For those keeping score, yes, I goofed yesterday. “Kill The Messenger” is not playing the Toronto International Film Festival. I appreciate all the thank you cards and hand-me-down trophies (but it does make you wonder about the film, now doesn’t it, considering the stars, release date and director? What’s up with that?). But here are three new films that are playing the festival up North, and new photos from each.
Let’s start out with “St. Vincent,” a bittersweet indie comedy that stars the elusive Bill Murray. Murray is notoriously hard to cast, because he’s hard to track down; he has no agent and he basically has a lawyer where you drop off things like scripts, letters, desperate pleas, etc., and when Murray is good and ready he takes a look through some of it. Sometimes, if you’re lucky, the material or request will appeal to the actor and he’ll reach out (he’s infamously even ghosted on James L. Brooks after tentatively agreeing to star in “How Do You Know” in 2010, and when unable to reach him, Brooks just went and cast Jack Nicholson as a favor).
So maybe the movie “St. Vincent” is great? After all, it’s the feature-length writing and directing debut of commercial helmer Theodore Melfi. Murray usually doesn’t give a damn whether you’re James Cameron or your nobody. He just responds to the material, so starring in “St. Vincent” is certainly a big co-sign for the director and film. “You know what the truth is? You don’t find Bill Murray. Bill Murray finds you,” Melfi said in a lengthy EW piece where he explained the long and drawn out process it took to find, sway and cast the reclusive actor.
The movie is about a cantankerous, cash-strapped, loose-living retiree (Murray) who becomes a spectacularly unlikely role model for his twelve-year-old neighbor. The comedy co-stars Melissa McCarthy, Chris O’Dowd, Terrence Howard and Naomi Watts. It’s a late TIFF edition, but sounds like a crowd pleaser. New photos below.
Up next, “A Little Chaos,” the sophomore directorial effort of Alan Rickman. It stars Kate Winslet, Matthias Schoenaerts, Alan Rickman, Stanley Tucci and Danny Webb.

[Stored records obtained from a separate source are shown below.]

use screen_review_protocol::{Breakpoint, LayoutMode, MAX_CUSTOM_WIDTH, MIN_CUSTOM_WIDTH};

use crate::error::{ReviewError, ReviewResult};

/// Built-in breakpoints, the optional custom one, and the layout arrangement.
#[derive(Debug, Clone, PartialEq)]
pub struct ViewportSet {
    breakpoints: Vec<Breakpoint>,
    custom: Option<Breakpoint>,
    layout: LayoutMode,
    /// Index into the active set of the promoted surface in focus layout.
    focused: usize,
}

impl Default for ViewportSet {
    fn default() -> Self {
        Self::new(Breakpoint::defaults(), LayoutMode::default())
    }
}

impl ViewportSet {
    /// Breakpoints with a zero width cannot be rendered and are dropped.
    pub fn new(mut breakpoints: Vec<Breakpoint>, layout: LayoutMode) -> Self {
        breakpoints.retain(|bp| {
            if bp.width == 0 {
                log::warn!("preview: dropping breakpoint {:?} with zero width", bp.name);
            }
            bp.width > 0
        });
        Self {
            breakpoints,
            custom: None,
            layout,
            focused: 0,
        }
    }

    /// Built-in breakpoints in declaration order, enabled or not.
    pub fn breakpoints(&self) -> &[Breakpoint] {
        &self.breakpoints
    }

    pub fn custom(&self) -> Option<&Breakpoint> {
        self.custom.as_ref()
    }

    pub fn layout(&self) -> LayoutMode {
        self.layout
    }

    pub fn set_layout(&mut self, mode: LayoutMode) {
        self.layout = mode;
    }

    /// Flip a built-in breakpoint on or off. Returns its new state.
    pub fn toggle_breakpoint(&mut self, index: usize) -> ReviewResult<bool> {
        let breakpoint = self
            .breakpoints
            .get_mut(index)
            .ok_or(ReviewError::BreakpointIndex(index))?;
        breakpoint.enabled = !breakpoint.enabled;
        let enabled = breakpoint.enabled;
        self.clamp_focus();
        Ok(enabled)
    }

    /// Set (or replace) the custom breakpoint. Widths outside
    /// `[MIN_CUSTOM_WIDTH, MAX_CUSTOM_WIDTH]` leave the set unchanged.
    pub fn set_custom_width(&mut self, width: u32) -> ReviewResult<()> {
        if !(MIN_CUSTOM_WIDTH..=MAX_CUSTOM_WIDTH).contains(&width) {
            return Err(ReviewError::InvalidCustomWidth {
                width,
                min: MIN_CUSTOM_WIDTH,
                max: MAX_CUSTOM_WIDTH,
            });
        }
        self.custom = Some(Breakpoint::custom(width));
        Ok(())
    }

    pub fn clear_custom(&mut self) -> bool {
        let had_custom = self.custom.take().is_some();
        self.clamp_focus();
        had_custom
    }

    /// Enabled built-ins in declaration order, then the custom breakpoint.
    pub fn active_breakpoints(&self) -> Vec<Breakpoint> {
        self.breakpoints
            .iter()
            .filter(|bp| bp.enabled)
            .chain(self.custom.iter())
            .cloned()
            .collect()
    }

    pub fn active_count(&self) -> usize {
        self.breakpoints.iter().filter(|bp| bp.enabled).count() + usize::from(self.custom.is_some())
    }

    pub fn focused(&self) -> usize {
        self.focused
    }

    /// Promote the surface at `index` of the active set.
    pub fn promote(&mut self, index: usize) -> ReviewResult<()> {
        if index >= self.active_count() {
            return Err(ReviewError::FocusIndex(index));
        }
        self.focused = index;
        Ok(())
    }

    fn clamp_focus(&mut self) {
        if self.focused >= self.active_count() {
            self.focused = 0;
        }
    }
}

#[cfg(test)]
mod tests {
    use super::*;

    fn scenario_set() -> ViewportSet {
        ViewportSet::new(
            vec![
                Breakpoint::new("Mobile", 430, "📱", true),
                Breakpoint::new("Tablet", 768, "📲", true),
                Breakpoint::new("Laptop", 1280, "💻", false),
                Breakpoint::new("Desktop", 1920, "🖥️", true),
            ],
            LayoutMode::ParallelRow,
        )
    }

    fn widths(set: &ViewportSet) -> Vec<u32> {
        set.active_breakpoints().iter().map(|bp| bp.width).collect()
    }

    #[test]
    fn active_set_skips_disabled() {
        let set = scenario_set();
        assert_eq!(widths(&set), vec![430, 768, 1920]);
        assert_eq!(set.active_count(), 3);
    }

    #[test]
    fn toggle_off_then_on_restores_position() {
        let mut set = scenario_set();
        assert!(!set.toggle_breakpoint(1).unwrap());
        assert_eq!(widths(&set), vec![430, 1920]);
        assert!(set.toggle_breakpoint(1).unwrap());
        assert_eq!(widths(&set), vec![430, 768, 1920]);
    }

    #[test]
    fn toggle_out_of_range_fails() {
        let mut set = scenario_set();
        assert!(matches!(
            set.toggle_breakpoint(9),
            Err(ReviewError::BreakpointIndex(9))
        ));
    }

    #[test]
    fn oversized_custom_width_is_rejected() {
        let mut set = scenario_set();
        let before = set.active_breakpoints();
        assert!(matches!(
            set.set_custom_width(5000),
            Err(ReviewError::InvalidCustomWidth { width: 5000, .. })
        ));
        assert!(set.set_custom_width(199).is_err());
        assert!(set.custom().is_none());
        assert_eq!(set.active_breakpoints(), before);
    }

    #[test]
    fn custom_width_appends_last_and_replaces() {
        let mut set = scenario_set();
        set.set_custom_width(1000).unwrap();
        let active = set.active_breakpoints();
        assert_eq!(active.len(), 4);
        assert_eq!(active[3].name, "Custom");
        assert_eq!(active[3].width, 1000);

        set.set_custom_width(200).unwrap();
        assert_eq!(widths(&set), vec![430, 768, 1920, 200]);
        set.set_custom_width(3840).unwrap();
        assert_eq!(set.active_count(), 4);
    }

    #[test]
    fn focus_resets_when_active_set_shrinks() {
        let mut set = scenario_set();
        set.promote(2).unwrap();
        assert_eq!(set.focused(), 2);
        set.toggle_breakpoint(3).unwrap();
        assert_eq!(set.focused(), 0);
        assert!(matches!(set.promote(2), Err(ReviewError::FocusIndex(2))));
    }

    #[test]
    fn zero_width_breakpoints_are_dropped() {
        let set = ViewportSet::new(
            vec![
                Breakpoint::new("Zero", 0, "", true),
                Breakpoint::new("Mobile", 375, "📱", true),
            ],
            LayoutMode::ParallelRow,
        );
        assert_eq!(set.breakpoints().len(), 1);
        assert_eq!(widths(&set), vec![375]);
    }
}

It’s a period costume drama about a landscape designer (Winslet) commissioned to construct King Louis XIV’s garden at Versailles, but ends up battling professionally and romantically with the king’s chief architect (Schoenaerts). Surprised this one isn’t a crowd-pleasing comedy, because that’s what it sounds like, and that’s kinda what TIFF is known for. I guess we’ll see.
Lastly, it’s the end of Hal Hartley’s trilogy. Yep, the very independent filmmaker has actually made two sequels to his “Henry Fool" (the second one being “Fay Grim”), and the final installment is called “Ned Rifle” (which used to be the sobriquet that Hartley used when composing the music to his own films). Thomas Jay Ryan returns as Henry, as does Parker Posey as Fay, but the movie centers on teenage son Ned (Liam Aiken), who emerges from the witness protection program with a single, fixed purpose: to kill his father for ruining his mother’s life. Aubrey Plaza co-stars as a grad student obsessed with the work of Ned’s uncle (James Urbaniak), a former poet laureate. Hartley regular Martin Donovan also co-stars.
If you remember the events of “Fay Grim” (an enjoyable and underrated movie in retrospect), Posey becomes embroiled into a world of espionage when the CIA coerces her to look for her husband’s novel that actually may contain code for government secrets. In the end she crosses paths with terrorists and by the looks of these photos, the CIA jails her in the end. Hence Ned wanting revenge on his good-for-nothing father, essentially responsible for leaving her in a bind during the conclusion of “Fay Grim.”
It’s an intriguing trilogy, with many twists and turns (you would have never guessed that “Henry Fool” would have any political connotations as the movie was really just about the rogue and seemingly untalented novelist Henry Fool). New photos below. We’re super curious to find out how this all turns out.